El síntoma aparece por cierto como una palabra por medio de la cual el sujeto designa la
manera en que se sitúa con respecto a toda relación de deseo.
El sujeto no tiene que constituirse por medio de su palabra ni hacerse reconocer a través de
ella, sino que se le pide que viva una experiencia relacional para adaptarse a un estilo de vida
reconocido como normal. En vez de enfocar el texto en un discurso ayudando a que le niño
pueda hacer rebotar los elementos significantes, se convierte al discurso en una especie de
naturaleza muerta cuya significación conoce el analista; de este modo, recogemos esquemas
donde se explican las fijaciones del niño a determinado estadío del desarrollo psicológico,
estadio acompañado por determinada “organización pulsional y defensiva”, por determinada
“estructura del yo” o por determinada forma de “relación objetal psicótica”: también los
dibujos adquieren una “significación”.
Esta técnica se funda en una teoría psicoanalítica que remite al paralelismo psicofísico: el
analista se mantiene como observador fuera del campo del enfermo; este último es
objetivado en su palabra y en su conducta, es sometido al juicio sano del adulto. El paciente
es un sujeto-objeto llamado a “curarse” si toma conciencia de lo que es patógeno en su
conducta. Se lo invita a readaptarse. Tales criterios analíticos se fundan en la creencia en un
yo fuerte o débil, llamado a oponerse a fuerzas instintivas más o menos poderosas. Todas
estas nociones enmascaran la contratransferencia del analista. Así, la realidad con la que se
enfrenta el paciente en el análisis es ciertamente el mundo fantasmático del analista, lo que a
este se le escapa, protegido detrás de una seguridad teórica que sólo puede conservar su
carácter implacable a costa de una especie de condena del enfermo a su status de enfermo.

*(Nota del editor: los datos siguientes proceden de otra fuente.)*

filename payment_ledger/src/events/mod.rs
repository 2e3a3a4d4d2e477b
mod channel;
mod event_types;
mod hooks;

pub use channel::{EventHandler, EventProducer, Handler};
pub use event_types::*;
pub use hooks::{EventHandlers, EventHooks, EventProducers};
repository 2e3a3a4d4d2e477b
use thiserror::Error;

#[derive(Debug, Clone, PartialEq, Eq, Error)]
pub enum AuthorizationError {
    /// Deliberately carries no detail: it must look identical whether the resource is missing or merely hidden.
    #[error("The requested resource does not exist")]
    NotFound,
    #[error("Permission denied: {0}")]
    PermissionDenied(String),
    #[error("A merchant id is required for this request")]
    MissingMerchantId,
    #[error("Invalid authentication context: {0}")]
    InvalidContext(String),
}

El niño se introduce en el análisis por medio del Yo [Je] de un discurso en el que plantea una
pregunta vinculada con el deseo del Otro, pero pronto se sitúa en un discurso impersonal (el
mito) o se refugia en un discurso sabio que es el del adulto.
El síntoma se desarrolla, pues, con Otro y para Otro. De este modo, el analista resulta
implicado en el discurso que confía el sujeto.

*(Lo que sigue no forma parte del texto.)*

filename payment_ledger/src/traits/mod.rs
//! # Collaborator contracts
//!
//! The ledger core talks to two external collaborators, and this module defines what it needs from each.
//!
//! * [`LedgerStore`] is the append-only transaction table. It supplies the atomic conditional insert
//!   ([`LedgerWriter::insert_if_absent`]) that makes retries safe, and the per-group exclusive lock ([`GroupLock`])
//!   that makes "recompute state, validate, insert" a single critical section.
//! * [`PaymentGateway`] is the adapter that actually talks to the payment network. The only thing the core cares
//!   about is whether a call produced a *decision* (approved or declined) or not.
mod ledger_store;
mod payment_gateway;

pub use ledger_store::{GroupLock, LedgerStore, LedgerStoreError, LedgerWriter};
pub use payment_gateway::{GatewayError, GatewayOperation, GatewayRequest, PaymentGateway};
use serde::{Deserialize, Serialize};

use crate::{
    db_types::{GroupId, MerchantId, Transaction},
    ledger_api::GroupStatus,
};

/// Published once per transaction id, by the call whose insert created the row. Replays do not publish.
#[derive(Debug, Clone, PartialEq, Eq, Serialize, Deserialize)]
pub struct TransactionRecordedEvent {
    pub transaction: Transaction,
}

impl TransactionRecordedEvent {
    pub fn new(transaction: Transaction) -> Self {
        Self { transaction }
    }
}

/// Published when a mutation moves a group into a terminal status.
#[derive(Debug, Clone, PartialEq, Eq, Serialize, Deserialize)]
pub struct GroupClosedEvent {
    pub group_id: GroupId,
    pub merchant_id: MerchantId,
    pub status: GroupStatus,
}

impl GroupClosedEvent {
    pub fn new(group_id: GroupId, merchant_id: MerchantId, status: GroupStatus) -> Self {
        Self { group_id, merchant_id, status }
    }
}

El análisis no es una relación de dos en la que el analista se designa como objeto de
transferencia. Lo que importa no es una situación relacional sino lo que ocurre en el discurso,
es decir, en el lugar donde el sujeto habla, a quien se dirige, y para quien lo hace. Cualquier
interpretación sólo puede hacerse teniendo en cuenta el registro en el cual se encuentran el
analista y el analizado. Si se falla en esto, se está expuesto a contrasentidos. Recibimos el
material aportado por el niño en el sitio donde la transferencia nos ha colocado.
Los temas fantasmáticos son intentos de simbolización para el niño; la historia mítica lleva a
menudo en sí misma la solución, la curación.

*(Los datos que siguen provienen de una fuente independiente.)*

//! `SqliteDatabase` is the SQLite implementation of the ledger store.
//!
//! Group locks are an in-process keyed mutex, so callers on different groups never wait for each other. The lock does
//! not pin a connection or hold an open database transaction: SQLite has a single writer per database, and holding
//! its write lock across a gateway call would stall every other group.
//!
//! Other processes are kept out by a claim on the group's anchor row. Each `SqliteDatabase` has its own owner token,
//! and `lock_group` writes it into the anchor, with an expiry, before any state is read. A live claim by another
//! owner makes `lock_group` wait, and eventually fail with nothing done. The insert made under the lock re-checks the
//! claim and bumps `lock_version` in the same database transaction, and the claim is cleared on release.
use std::{fmt::Debug, time::Duration};

use chrono::Utc;
use log::*;
use sqlx::SqlitePool;
use tokio::time::Instant;

use super::db::{db_url, groups, new_pool, transactions};
use crate::{
    config::LedgerConfig,
    db_types::{GroupId, NewTransaction, Transaction, TransactionId},
    helpers::{KeyedLockGuard, KeyedLocks},
    ledger_api::transaction_objects::TransactionQueryFilter,
    traits::{GroupLock, LedgerStore, LedgerStoreError, LedgerWriter},
};

const CLAIM_RETRY_INTERVAL: Duration = Duration::from_millis(25);

#[derive(Clone)]
pub struct SqliteDatabase {
    url: String,
    pool: SqlitePool,
    locks: KeyedLocks,
    /// Identifies this instance (and its clones) in group claims
    owner: String,
    group_lease: Duration,
    lock_wait: Duration,
}

impl Debug for SqliteDatabase {
    fn fmt(&self, f: &mut std::fmt::Formatter<'_>) -> std::fmt::Result {
        writeln!(f, "SqliteDatabase ({:?})", self.pool)
    }
}

impl SqliteDatabase {
    /// Creates a new database API object using the URL from the environment, or the default.
    pub async fn new(max_connections: u32) -> Result<Self, sqlx::Error> {
        let url = db_url();
        SqliteDatabase::new_with_url(url.as_str(), max_connections).await
    }

    pub async fn new_with_url(url: &str, max_connections: u32) -> Result<Self, sqlx::Error> {
        let config = LedgerConfig::new(url).with_max_connections(max_connections);
        SqliteDatabase::new_with_config(&config).await
    }

    pub async fn new_with_config(config: &LedgerConfig) -> Result<Self, sqlx::Error> {
        let pool = new_pool(
            config.database_url.as_str(),
            config.max_connections,
            config.busy_timeout,
            config.create_if_missing,
        )
        .await?;
        let owner = format!("{:016x}", rand::random::<u64>());
        debug!(
            "🗃️ Connected to {} with up to {} connections. Claiming groups as {owner}.",
            config.database_url, config.max_connections
        );
        Ok(Self {
            url: config.database_url.clone(),
            pool,
            locks: KeyedLocks::new(),
            owner,
            group_lease: config.group_lease,
            lock_wait: config.lock_wait,
        })
    }

    pub fn pool(&self) -> &SqlitePool {
        &self.pool
    }

    /// The token this instance writes into the groups it claims.
    pub fn owner(&self) -> &str {
        self.owner.as_str()
    }

    /// Claims an existing group, waiting up to `lock_wait` for another owner's claim to be released or to lapse.
    ///
    /// Returns the group's `lock_version` once claimed, or `None` if the group does not exist.
    async fn claim_group(&self, group_id: &GroupId) -> Result<Option<i64>, LedgerStoreError> {
        let lease = i64::try_from(self.group_lease.as_millis()).unwrap_or(i64::MAX);
        let deadline = Instant::now() + self.lock_wait;
        let mut conn = self.pool.acquire().await?;
        loop {
            let now = Utc::now().timestamp_millis();
            let claimed = groups::claim(group_id, &self.owner, now, now.saturating_add(lease), &mut conn).await?;
            let version = groups::lock_version(group_id, &mut conn).await?;
            match (claimed, version) {
                (_, None) => return Ok(None),
                (true, Some(v)) => return Ok(Some(v)),
                (false, Some(_)) if Instant::now() >= deadline => {
                    warn!("🗃️ Gave up waiting for group {group_id}, which is claimed by another instance");
                    return Err(LedgerStoreError::GroupBusy(group_id.clone()));
                },
                (false, Some(_)) => {
                    trace!("🗃️ Group {group_id} is claimed by another instance. Waiting.");
                    tokio::time::sleep(CLAIM_RETRY_INTERVAL).await;
                },
            }
        }
    }
}

impl LedgerWriter for SqliteDatabase {
    async fn lookup(&mut self, id: &TransactionId) -> Result<Option<Transaction>, LedgerStoreError> {
        let mut conn = self.pool.acquire().await?;
        transactions::fetch_transaction(id, &mut conn).await
    }

    async fn insert_if_absent(&mut self, transaction: NewTransaction) -> Result<(Transaction, bool), LedgerStoreError> {
        let mut tx = self.pool.begin().await?;
        let result = transactions::insert_if_absent(transaction, &mut tx).await?;
        tx.commit().await?;
        Ok(result)
    }
}

impl LedgerStore for SqliteDatabase {
    type Lock = SqliteGroupLock;

    fn url(&self) -> &str {
        self.url.as_str()
    }

    async fn lock_group(&self, group_id: &GroupId) -> Result<Self::Lock, LedgerStoreError> {
        let guard = self.locks.acquire(group_id.as_str()).await;
        let version = self.claim_group(group_id).await?;
        if version.is_none() {
            trace!("🗃️ Locked group {group_id}, which does not exist (yet)");
        }
        Ok(SqliteGroupLock {
            group_id: group_id.clone(),
            version,
            owner: self.owner.clone(),
            pool: self.pool.clone(),
            guard: Some(guard),
        })
    }

    async fn list_transactions(&self, group_id: &GroupId) -> Result<Vec<Transaction>, LedgerStoreError> {
        let mut conn = self.pool.acquire().await?;
        transactions::fetch_group(group_id, &mut conn).await
    }

    async fn fetch_transaction(&self, id: &TransactionId) -> Result<Option<Transaction>, LedgerStoreError> {
        let mut conn = self.pool.acquire().await?;
        transactions::fetch_transaction(id, &mut conn).await
    }

    async fn search_transactions(&self, filter: TransactionQueryFilter) -> Result<Vec<Transaction>, LedgerStoreError> {
        let mut conn = self.pool.acquire().await?;
        debug!("🗃️ Searching transactions. {filter}");
        transactions::search_transactions(filter, &mut conn).await
    }

    async fn close(&mut self) -> Result<(), LedgerStoreError> {
        self.pool.close().await;
        Ok(())
    }
}

/// A held lock on one group.
///
/// Dropping the lock without calling [`GroupLock::release`] clears the claim in the background, and keeps other
/// callers in this process out until that is done.
pub struct SqliteGroupLock {
    group_id: GroupId,
    /// The group's `lock_version` as last seen by this holder. `None` if the group does not exist, in which case
    /// nothing was claimed.
    version: Option<i64>,
    owner: String,
    pool: SqlitePool,
    guard: Option<KeyedLockGuard>,
}

impl Debug for SqliteGroupLock {
    fn fmt(&self, f: &mut std::fmt::Formatter<'_>) -> std::fmt::Result {
        write!(f, "SqliteGroupLock({})", self.group_id)
    }
}

impl LedgerWriter for SqliteGroupLock {
    async fn lookup(&mut self, id: &TransactionId) -> Result<Option<Transaction>, LedgerStoreError> {
        let mut conn = self.pool.acquire().await?;
        transactions::fetch_transaction(id, &mut conn).await
    }

    async fn insert_if_absent(&mut self, transaction: NewTransaction) -> Result<(Transaction, bool), LedgerStoreError> {
        if transaction.group_id != self.group_id {
            return Err(LedgerStoreError::WrongGroup {
                transaction_id: transaction.id,
                locked: self.group_id.clone(),
            });
        }
        let version = self.version.ok_or_else(|| LedgerStoreError::ConcurrentModification(self.group_id.clone()))?;
        let mut tx = self.pool.begin().await?;
        // First statement of the transaction, so the write lock is taken before anything is read
        if !groups::bump_lock_version(&self.group_id, &self.owner, version, &mut tx).await? {
            warn!("🗃️ The claim on group {} was lost while it was locked. Rolling back.", self.group_id);
            return Err(LedgerStoreError::ConcurrentModification(self.group_id.clone()));
        }
        let (stored, inserted) = transactions::insert_if_absent(transaction, &mut tx).await?;
        if inserted {
            tx.commit().await?;
            self.version = Some(version + 1);
        } else {
            tx.rollback().await?;
        }
        Ok((stored, inserted))
    }
}

impl GroupLock for SqliteGroupLock {
    fn group_id(&self) -> &GroupId {
        &self.group_id
    }

    async fn transactions(&mut self) -> Result<Vec<Transaction>, LedgerStoreError> {
        if self.version.is_none() {
            return Ok(Vec::new());
        }
        let mut conn = self.pool.acquire().await?;
        transactions::fetch_group(&self.group_id, &mut conn).await
    }

    async fn release(mut self) -> Result<(), LedgerStoreError> {
        trace!("🗃️ Releasing lock on group {}", self.group_id);
        if self.version.take().is_some() {
            let mut conn = self.pool.acquire().await?;
            groups::release_claim(&self.group_id, &self.owner, &mut conn).await?;
        }
        Ok(())
    }
}

impl Drop for SqliteGroupLock {
    fn drop(&mut self) {
        if self.version.is_none() {
            return;
        }
        let Ok(handle) = tokio::runtime::Handle::try_current() else {
            warn!("🗃️ No runtime to release group {}. The claim will lapse on its own.", self.group_id);
            return;
        };
        let group_id = self.group_id.clone();
        let owner = self.owner.clone();
        let pool = self.pool.clone();
        let guard = self.guard.take();
        handle.spawn(async move {
            let result = match pool.acquire().await {
                Ok(mut conn) => groups::release_claim(&group_id, &owner, &mut conn).await,
                Err(e) => Err(e.into()),
            };
            if let Err(e) = result {
                warn!("🗃️ Could not release group {group_id}: {e}. The claim will lapse on its own.");
            }
            drop(guard);
        });
    }
}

Abordar el psicoanálisis en niños no es cosa fácil, es en esta disciplina donde asistimos al
mayor número de controversias acerca de cuestiones vinculadas con la técnica. El niño y su
familia plantean al analista un problema; a través de la cura que emprende, el mismo se
encuentra cuestionado.
En 1927, Anna Freud reserva el análisis de niños a aquellos cuyos padres habían sido
analizados. La escuela de Viena es la primera que emprende el análisis de niños de padres no
analizados; se preocupa por tener frecuentes entrevistas con ellos.
Cuando al discurso del sujeto se le opone la “realidad”, lo que se escapa es la “palabra
verdadera” y se la reemplaza por una palabra o por una máscara engañadora, es decir por el
síntoma que persiste. El advenimiento de la palabra del sujeto se encuentra así
comprometido. El sentido sólo puede aparecer cuando en el discurso se sitúa mejor al sujeto
en relación a su demanda y al deseo. Lacan nos muestra qué es lo que el sujeto deseante
espera del Otro; recibir lo que le falta a su palabra. Para él (el sujeto) la palabra es un
mensaje. El sentido oculto se halla inscripto en el síntoma. Es desde el lugar del analista
desde donde el sujeto articulará cierto discurso. Lo que se le devuelve es su verdad,
enmascarada hasta entonces en la enfermedad o en el sufrimiento. Dentro de esta
perspectiva, no hay diálogo analítico, sino que hay un vasto discurso que se retoma desde el
lugar de Otro en un movimiento que abre el acceso a lo simbólico, desprendiendo al sujeto
de toda captura imaginaria.
La situación del sujeto en el síntoma puede comprenderse como el efecto de un no
reconocimiento dentro de un cierto tipo de relación con el otro. Este hecho subraya la
importancia de que el analista sitúa aquello que, en el discurso de su paciente, se dirige al
otro (imaginario) o al Otro (lugar de la palabra): si no se lo reconoce, se está expuesto a
graves malentendidos.
Como analistas, tenemos que enfrentarnos a la historia familiar. El niño que nos traen no está
solo, sino que ocupa un sitio determinado en el fantasma de cada uno de los padres. En
cuanto sujeto, él mismo se encuentra a menudo alienado en el deseo del Otro. El discurso
del niño nos revela siempre un tipo particular de relación con la madre. La enfermedad del
niño constituye el lugar mismo de la angustia materna, una angustia privilegiada que
generalmente interfiere la evolución edípica normal. El valor otorgado por la madre a
determinada forma de enfermedad transforma a esta última en objeto de intercambio,
creando una situación particular en la que el niño tratará de escapar al dominio paterno.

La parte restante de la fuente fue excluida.